## GOAL OF THE EXERCISE
Taking the line with "pub fn to_json<T: serde::Serialize>(value: &T)" as the first and the line with "use benefits_recon::mapper::map_headers;" as the last, set down exactly every line in that range from the entries below, and no more.

------

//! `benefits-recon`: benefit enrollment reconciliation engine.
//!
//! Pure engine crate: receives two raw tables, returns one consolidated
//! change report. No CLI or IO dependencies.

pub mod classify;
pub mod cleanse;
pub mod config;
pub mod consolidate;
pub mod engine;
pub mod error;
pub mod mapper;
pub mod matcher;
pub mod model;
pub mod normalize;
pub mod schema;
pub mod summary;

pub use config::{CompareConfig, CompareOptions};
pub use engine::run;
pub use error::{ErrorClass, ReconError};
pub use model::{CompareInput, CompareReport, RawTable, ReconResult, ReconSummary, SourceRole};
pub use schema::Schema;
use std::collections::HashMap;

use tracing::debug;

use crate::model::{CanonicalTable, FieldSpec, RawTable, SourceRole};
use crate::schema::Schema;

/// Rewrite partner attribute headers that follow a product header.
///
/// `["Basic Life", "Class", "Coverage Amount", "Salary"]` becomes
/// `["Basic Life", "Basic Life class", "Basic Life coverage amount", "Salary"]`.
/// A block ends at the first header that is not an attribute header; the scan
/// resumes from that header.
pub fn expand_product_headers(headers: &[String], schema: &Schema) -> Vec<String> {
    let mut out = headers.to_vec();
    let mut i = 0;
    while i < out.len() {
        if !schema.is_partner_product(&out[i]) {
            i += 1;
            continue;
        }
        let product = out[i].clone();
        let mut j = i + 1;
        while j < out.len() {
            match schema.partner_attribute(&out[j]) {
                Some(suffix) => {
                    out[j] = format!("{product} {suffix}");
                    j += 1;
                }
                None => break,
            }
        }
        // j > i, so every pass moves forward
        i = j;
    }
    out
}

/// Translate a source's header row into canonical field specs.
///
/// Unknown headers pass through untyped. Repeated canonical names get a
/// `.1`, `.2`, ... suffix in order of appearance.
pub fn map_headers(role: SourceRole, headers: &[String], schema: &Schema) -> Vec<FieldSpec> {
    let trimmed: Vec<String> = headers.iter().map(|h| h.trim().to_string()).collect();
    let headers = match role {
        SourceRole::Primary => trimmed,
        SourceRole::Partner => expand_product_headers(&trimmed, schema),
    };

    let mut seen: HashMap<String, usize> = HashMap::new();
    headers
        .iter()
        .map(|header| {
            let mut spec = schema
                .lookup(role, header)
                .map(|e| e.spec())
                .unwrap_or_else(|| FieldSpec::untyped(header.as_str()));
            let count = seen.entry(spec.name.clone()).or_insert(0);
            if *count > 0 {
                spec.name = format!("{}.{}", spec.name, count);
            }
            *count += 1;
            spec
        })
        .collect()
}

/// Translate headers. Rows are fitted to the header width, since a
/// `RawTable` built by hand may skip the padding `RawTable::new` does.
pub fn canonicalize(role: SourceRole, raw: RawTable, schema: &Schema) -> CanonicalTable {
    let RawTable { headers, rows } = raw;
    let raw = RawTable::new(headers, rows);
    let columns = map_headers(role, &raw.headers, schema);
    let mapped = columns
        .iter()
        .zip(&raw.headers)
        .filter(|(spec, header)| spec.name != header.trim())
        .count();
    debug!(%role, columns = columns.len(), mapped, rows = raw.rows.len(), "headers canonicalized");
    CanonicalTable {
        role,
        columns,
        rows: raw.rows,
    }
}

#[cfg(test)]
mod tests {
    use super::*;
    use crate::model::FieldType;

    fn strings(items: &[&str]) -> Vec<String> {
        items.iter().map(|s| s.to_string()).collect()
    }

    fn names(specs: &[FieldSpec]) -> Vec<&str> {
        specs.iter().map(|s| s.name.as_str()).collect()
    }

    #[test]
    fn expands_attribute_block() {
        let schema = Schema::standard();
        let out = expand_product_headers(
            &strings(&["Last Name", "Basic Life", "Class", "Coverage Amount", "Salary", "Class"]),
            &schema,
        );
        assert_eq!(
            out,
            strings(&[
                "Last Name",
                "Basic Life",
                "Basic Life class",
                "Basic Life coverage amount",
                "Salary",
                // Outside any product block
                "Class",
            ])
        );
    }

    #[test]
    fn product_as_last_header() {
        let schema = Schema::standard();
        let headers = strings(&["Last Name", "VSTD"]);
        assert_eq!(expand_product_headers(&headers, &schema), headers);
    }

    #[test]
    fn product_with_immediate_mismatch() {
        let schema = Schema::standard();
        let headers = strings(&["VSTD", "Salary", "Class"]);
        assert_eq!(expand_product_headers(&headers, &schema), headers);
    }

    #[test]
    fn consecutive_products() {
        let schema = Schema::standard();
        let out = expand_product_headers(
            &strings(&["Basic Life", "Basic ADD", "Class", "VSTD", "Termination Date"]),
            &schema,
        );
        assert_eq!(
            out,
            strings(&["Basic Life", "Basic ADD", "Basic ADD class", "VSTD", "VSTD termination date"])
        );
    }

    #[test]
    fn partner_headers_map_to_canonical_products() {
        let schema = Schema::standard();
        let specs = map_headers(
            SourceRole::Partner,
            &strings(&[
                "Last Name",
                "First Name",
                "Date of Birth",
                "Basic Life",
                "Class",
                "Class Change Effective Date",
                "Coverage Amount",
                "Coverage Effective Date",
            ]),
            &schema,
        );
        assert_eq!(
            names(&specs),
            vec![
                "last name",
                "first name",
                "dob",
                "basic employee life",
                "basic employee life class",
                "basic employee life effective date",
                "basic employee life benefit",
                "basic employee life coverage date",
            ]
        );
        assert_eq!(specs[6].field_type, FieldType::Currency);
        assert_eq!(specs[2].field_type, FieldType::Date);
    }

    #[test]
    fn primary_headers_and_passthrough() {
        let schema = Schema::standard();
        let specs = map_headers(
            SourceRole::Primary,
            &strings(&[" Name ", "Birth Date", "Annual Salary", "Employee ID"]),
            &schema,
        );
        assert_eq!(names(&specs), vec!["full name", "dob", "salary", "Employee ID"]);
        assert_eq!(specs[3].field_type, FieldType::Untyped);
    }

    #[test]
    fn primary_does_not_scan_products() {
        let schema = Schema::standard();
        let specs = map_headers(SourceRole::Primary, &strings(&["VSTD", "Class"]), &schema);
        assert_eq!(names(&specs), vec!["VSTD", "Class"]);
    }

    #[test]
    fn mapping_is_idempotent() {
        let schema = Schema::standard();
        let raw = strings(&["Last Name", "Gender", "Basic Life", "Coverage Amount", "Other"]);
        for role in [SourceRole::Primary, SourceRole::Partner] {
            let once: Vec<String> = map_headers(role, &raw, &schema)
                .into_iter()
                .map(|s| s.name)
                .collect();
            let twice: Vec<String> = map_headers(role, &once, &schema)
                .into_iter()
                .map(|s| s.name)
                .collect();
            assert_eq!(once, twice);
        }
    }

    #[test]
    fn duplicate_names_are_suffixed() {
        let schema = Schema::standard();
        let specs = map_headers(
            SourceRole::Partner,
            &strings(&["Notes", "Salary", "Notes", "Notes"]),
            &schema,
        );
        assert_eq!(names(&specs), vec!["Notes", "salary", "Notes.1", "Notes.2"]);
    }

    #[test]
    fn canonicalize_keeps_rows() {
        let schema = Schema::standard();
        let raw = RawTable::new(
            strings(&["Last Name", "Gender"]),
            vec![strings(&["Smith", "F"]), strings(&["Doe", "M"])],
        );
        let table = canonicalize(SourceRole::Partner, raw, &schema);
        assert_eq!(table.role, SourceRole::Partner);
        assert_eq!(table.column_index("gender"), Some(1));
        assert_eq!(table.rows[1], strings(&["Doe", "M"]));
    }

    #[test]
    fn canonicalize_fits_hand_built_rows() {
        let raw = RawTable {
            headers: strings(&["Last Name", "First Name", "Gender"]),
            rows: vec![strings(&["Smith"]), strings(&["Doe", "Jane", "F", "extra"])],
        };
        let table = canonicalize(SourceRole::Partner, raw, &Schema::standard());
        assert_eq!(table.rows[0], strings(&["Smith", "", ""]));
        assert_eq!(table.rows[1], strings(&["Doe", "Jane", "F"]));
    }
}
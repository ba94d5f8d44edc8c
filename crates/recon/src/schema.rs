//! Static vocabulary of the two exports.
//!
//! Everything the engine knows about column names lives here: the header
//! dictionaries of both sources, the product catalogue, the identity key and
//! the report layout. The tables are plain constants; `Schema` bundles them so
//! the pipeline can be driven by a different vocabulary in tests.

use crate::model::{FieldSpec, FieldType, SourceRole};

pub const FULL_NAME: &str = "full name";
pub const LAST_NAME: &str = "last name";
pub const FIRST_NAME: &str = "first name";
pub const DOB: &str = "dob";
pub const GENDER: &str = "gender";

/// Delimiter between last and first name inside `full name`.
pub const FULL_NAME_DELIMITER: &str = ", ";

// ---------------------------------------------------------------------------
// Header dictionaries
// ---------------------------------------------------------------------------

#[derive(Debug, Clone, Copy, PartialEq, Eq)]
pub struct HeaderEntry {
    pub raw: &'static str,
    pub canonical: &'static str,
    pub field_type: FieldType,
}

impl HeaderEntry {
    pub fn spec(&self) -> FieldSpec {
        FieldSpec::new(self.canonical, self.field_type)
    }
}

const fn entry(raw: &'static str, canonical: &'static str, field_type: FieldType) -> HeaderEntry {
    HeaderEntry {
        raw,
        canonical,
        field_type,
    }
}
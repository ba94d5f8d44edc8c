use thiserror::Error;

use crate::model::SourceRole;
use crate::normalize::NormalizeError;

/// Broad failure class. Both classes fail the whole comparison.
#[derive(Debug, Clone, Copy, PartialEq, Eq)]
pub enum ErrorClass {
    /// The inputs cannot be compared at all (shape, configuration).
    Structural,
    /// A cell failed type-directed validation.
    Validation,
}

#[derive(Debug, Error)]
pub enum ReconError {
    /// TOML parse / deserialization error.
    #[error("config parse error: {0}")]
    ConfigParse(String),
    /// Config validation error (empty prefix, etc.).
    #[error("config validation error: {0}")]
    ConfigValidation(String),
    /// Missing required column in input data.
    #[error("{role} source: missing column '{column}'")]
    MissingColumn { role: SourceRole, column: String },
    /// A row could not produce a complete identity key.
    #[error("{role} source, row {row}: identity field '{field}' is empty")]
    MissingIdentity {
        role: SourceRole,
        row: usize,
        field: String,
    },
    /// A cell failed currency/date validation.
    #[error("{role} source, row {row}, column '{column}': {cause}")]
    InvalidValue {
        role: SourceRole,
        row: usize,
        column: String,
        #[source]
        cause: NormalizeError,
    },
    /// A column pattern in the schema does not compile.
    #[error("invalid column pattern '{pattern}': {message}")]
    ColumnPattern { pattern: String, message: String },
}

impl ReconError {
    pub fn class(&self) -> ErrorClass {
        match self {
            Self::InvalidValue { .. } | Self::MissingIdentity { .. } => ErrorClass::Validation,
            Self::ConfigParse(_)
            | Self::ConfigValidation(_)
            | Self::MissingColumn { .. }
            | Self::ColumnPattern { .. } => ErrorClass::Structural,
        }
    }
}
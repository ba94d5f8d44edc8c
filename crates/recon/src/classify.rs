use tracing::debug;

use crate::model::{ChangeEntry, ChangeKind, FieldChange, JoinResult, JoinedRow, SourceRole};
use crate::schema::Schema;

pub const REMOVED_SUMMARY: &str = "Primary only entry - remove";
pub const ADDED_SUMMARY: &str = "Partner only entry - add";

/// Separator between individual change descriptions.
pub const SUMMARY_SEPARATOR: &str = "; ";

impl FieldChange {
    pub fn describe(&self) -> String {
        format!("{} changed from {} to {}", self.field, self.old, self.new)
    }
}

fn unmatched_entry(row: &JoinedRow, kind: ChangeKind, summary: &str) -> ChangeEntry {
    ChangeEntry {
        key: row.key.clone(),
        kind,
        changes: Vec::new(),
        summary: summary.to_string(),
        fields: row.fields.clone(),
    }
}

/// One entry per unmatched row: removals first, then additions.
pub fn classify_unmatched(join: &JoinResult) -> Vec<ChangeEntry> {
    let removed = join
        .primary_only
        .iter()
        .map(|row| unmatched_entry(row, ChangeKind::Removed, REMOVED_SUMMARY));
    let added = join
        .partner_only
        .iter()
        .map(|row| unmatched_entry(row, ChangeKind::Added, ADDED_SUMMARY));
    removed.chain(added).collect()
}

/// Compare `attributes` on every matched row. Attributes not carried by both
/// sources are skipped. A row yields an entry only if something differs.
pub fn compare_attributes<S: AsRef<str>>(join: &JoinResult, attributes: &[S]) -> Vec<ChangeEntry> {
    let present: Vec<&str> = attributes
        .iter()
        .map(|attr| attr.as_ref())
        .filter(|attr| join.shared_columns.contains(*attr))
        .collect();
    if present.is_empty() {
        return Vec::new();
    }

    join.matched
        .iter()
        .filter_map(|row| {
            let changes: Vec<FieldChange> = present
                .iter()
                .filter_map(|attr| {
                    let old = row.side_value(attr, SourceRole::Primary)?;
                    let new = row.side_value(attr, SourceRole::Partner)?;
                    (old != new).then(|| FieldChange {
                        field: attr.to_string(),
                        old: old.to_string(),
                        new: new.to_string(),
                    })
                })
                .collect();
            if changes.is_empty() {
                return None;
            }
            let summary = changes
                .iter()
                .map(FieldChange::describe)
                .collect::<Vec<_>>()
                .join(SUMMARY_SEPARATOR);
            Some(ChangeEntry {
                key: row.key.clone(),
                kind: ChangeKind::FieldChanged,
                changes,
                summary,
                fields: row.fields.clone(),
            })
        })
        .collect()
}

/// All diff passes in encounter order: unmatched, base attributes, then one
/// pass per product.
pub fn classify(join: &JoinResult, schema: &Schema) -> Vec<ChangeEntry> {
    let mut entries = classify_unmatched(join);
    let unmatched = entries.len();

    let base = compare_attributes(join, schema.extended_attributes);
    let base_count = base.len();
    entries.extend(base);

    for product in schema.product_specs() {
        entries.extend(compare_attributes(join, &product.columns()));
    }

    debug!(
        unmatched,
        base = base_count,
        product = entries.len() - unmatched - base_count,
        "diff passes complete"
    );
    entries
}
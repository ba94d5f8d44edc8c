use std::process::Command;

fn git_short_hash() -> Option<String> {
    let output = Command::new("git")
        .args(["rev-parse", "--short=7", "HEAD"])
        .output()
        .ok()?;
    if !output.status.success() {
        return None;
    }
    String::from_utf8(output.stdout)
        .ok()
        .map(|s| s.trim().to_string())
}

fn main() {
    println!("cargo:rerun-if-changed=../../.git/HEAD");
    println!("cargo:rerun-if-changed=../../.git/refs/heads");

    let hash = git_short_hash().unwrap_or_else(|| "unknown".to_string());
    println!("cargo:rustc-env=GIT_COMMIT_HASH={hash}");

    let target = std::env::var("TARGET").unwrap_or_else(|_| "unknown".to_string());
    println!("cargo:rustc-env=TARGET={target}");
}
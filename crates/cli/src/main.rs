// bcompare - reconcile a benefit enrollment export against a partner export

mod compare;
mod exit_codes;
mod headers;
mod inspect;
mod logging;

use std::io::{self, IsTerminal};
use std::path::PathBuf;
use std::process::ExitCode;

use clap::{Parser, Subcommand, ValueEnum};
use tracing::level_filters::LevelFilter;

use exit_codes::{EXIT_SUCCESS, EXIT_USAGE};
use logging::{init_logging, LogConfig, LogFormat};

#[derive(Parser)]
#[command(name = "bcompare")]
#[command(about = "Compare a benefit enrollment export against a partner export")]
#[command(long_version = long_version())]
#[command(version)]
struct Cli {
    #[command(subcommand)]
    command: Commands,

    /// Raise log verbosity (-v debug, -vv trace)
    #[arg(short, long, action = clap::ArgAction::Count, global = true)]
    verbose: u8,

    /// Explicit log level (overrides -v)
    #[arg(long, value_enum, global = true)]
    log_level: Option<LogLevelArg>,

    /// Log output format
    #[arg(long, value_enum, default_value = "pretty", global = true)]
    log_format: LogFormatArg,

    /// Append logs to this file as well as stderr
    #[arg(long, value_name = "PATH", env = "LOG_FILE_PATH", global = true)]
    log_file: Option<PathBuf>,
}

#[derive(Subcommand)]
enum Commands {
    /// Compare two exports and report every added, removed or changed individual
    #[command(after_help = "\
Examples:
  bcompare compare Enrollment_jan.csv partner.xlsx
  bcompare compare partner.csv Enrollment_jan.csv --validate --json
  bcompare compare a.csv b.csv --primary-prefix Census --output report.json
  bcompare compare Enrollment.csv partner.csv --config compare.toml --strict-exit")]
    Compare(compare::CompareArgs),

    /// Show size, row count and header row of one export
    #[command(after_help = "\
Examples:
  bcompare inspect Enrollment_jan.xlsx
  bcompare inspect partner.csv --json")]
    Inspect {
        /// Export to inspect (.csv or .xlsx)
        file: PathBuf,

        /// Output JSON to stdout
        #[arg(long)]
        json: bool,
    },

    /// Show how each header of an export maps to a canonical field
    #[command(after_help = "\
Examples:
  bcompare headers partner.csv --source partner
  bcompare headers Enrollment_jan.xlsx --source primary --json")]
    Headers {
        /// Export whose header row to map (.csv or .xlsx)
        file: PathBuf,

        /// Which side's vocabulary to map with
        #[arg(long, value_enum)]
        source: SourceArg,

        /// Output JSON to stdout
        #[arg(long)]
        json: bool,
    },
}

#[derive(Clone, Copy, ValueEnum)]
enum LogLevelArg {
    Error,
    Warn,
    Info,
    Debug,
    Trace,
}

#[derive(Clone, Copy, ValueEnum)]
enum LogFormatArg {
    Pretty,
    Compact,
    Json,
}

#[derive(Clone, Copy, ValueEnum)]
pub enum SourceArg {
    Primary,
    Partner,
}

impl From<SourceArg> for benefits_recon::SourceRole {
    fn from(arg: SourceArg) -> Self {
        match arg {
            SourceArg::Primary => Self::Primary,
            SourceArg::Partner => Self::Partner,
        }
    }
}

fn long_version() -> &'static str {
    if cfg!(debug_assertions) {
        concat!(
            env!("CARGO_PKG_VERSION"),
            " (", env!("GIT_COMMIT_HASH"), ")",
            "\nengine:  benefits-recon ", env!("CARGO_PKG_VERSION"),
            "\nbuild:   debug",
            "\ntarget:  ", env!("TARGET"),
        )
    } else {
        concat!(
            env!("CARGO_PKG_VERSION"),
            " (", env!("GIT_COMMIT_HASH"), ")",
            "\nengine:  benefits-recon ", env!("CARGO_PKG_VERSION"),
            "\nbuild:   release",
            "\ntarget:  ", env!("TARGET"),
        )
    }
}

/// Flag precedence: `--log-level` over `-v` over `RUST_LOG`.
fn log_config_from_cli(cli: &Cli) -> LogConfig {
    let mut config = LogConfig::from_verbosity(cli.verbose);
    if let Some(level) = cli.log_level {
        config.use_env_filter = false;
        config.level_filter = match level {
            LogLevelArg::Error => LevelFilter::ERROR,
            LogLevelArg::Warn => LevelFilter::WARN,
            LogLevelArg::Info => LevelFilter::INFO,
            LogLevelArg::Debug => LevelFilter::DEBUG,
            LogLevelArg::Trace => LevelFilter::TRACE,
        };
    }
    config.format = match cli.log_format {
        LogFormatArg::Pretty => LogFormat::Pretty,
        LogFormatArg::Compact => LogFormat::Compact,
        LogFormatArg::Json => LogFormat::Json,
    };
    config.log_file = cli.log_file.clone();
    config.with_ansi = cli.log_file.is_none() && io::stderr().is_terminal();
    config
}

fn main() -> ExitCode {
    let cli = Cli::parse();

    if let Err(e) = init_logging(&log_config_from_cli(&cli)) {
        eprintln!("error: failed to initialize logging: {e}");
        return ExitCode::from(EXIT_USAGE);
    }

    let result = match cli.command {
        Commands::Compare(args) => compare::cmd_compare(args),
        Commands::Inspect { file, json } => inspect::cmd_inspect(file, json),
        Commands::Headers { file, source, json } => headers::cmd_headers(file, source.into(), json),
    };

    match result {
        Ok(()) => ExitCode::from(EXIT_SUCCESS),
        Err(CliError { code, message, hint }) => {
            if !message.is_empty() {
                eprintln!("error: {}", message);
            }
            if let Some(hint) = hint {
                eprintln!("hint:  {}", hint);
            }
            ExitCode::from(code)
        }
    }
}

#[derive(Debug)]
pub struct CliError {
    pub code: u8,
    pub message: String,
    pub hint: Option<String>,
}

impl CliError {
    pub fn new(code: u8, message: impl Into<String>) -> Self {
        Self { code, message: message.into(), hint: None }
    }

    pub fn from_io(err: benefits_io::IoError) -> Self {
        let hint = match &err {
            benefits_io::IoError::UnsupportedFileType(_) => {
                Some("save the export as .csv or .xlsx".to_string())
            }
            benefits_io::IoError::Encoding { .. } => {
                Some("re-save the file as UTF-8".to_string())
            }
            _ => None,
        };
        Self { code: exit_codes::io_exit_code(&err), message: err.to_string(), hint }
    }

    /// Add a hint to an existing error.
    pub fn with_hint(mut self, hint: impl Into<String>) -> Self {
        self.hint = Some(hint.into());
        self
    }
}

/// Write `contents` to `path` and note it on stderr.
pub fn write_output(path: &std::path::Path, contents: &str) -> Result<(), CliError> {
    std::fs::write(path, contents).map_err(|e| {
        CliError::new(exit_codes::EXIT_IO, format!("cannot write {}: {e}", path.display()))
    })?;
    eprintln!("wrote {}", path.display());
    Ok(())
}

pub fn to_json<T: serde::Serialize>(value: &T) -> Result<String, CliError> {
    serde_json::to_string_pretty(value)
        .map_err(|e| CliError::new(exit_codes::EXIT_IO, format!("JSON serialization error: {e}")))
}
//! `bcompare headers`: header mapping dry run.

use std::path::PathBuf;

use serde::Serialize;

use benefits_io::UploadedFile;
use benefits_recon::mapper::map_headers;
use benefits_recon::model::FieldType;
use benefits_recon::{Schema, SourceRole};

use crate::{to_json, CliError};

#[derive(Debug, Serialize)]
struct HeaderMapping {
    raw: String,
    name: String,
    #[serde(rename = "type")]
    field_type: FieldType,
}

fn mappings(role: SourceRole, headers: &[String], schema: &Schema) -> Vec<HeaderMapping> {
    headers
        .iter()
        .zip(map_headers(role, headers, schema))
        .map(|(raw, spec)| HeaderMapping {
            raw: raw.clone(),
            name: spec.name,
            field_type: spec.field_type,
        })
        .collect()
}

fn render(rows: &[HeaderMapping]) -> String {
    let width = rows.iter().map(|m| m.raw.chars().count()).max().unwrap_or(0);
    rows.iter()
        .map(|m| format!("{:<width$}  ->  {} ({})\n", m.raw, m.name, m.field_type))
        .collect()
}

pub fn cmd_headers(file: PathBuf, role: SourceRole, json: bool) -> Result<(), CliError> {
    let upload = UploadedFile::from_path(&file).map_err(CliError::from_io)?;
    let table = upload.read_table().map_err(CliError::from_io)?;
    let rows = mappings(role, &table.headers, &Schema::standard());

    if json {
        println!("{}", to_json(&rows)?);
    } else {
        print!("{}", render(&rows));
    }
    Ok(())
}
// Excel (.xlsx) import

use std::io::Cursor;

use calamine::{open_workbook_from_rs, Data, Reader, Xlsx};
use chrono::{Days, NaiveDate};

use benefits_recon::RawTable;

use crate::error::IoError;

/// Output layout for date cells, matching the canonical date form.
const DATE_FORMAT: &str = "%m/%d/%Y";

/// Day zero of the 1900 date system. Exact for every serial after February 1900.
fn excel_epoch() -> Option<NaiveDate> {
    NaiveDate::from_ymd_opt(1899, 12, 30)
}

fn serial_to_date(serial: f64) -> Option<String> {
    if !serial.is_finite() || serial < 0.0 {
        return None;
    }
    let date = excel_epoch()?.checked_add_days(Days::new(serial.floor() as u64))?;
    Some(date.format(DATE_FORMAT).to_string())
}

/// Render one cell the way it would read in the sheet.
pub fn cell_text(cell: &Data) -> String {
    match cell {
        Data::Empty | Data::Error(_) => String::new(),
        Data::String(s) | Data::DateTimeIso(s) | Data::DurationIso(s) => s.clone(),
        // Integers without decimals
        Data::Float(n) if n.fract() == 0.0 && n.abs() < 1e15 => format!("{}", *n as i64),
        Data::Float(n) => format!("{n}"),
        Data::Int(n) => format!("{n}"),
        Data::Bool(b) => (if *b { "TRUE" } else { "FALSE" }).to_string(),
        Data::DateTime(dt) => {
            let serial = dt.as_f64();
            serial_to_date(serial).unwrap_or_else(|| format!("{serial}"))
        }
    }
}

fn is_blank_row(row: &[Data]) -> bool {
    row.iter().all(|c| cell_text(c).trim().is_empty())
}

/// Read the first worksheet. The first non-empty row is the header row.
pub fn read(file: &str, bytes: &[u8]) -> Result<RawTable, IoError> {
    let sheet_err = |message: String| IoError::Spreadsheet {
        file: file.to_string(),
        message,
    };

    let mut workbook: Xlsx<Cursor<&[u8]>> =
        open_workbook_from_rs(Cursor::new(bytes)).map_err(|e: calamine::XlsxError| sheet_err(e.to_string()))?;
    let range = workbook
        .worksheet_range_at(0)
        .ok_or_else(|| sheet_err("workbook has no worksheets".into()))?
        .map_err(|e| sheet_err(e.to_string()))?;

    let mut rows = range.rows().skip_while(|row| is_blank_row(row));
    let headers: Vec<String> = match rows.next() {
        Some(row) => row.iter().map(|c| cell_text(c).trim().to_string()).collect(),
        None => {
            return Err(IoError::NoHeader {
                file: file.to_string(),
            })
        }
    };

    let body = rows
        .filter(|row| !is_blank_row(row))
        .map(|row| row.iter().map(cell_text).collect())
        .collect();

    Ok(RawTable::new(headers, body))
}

------

## RESULT OF THE TASK
pub fn to_json<T: serde::Serialize>(value: &T) -> Result<String, CliError> {
    serde_json::to_string_pretty(value)
        .map_err(|e| CliError::new(exit_codes::EXIT_IO, format!("JSON serialization error: {e}")))
}
//! `bcompare headers`: header mapping dry run.

use std::path::PathBuf;

use serde::Serialize;

use benefits_io::UploadedFile;
use benefits_recon::mapper::map_headers;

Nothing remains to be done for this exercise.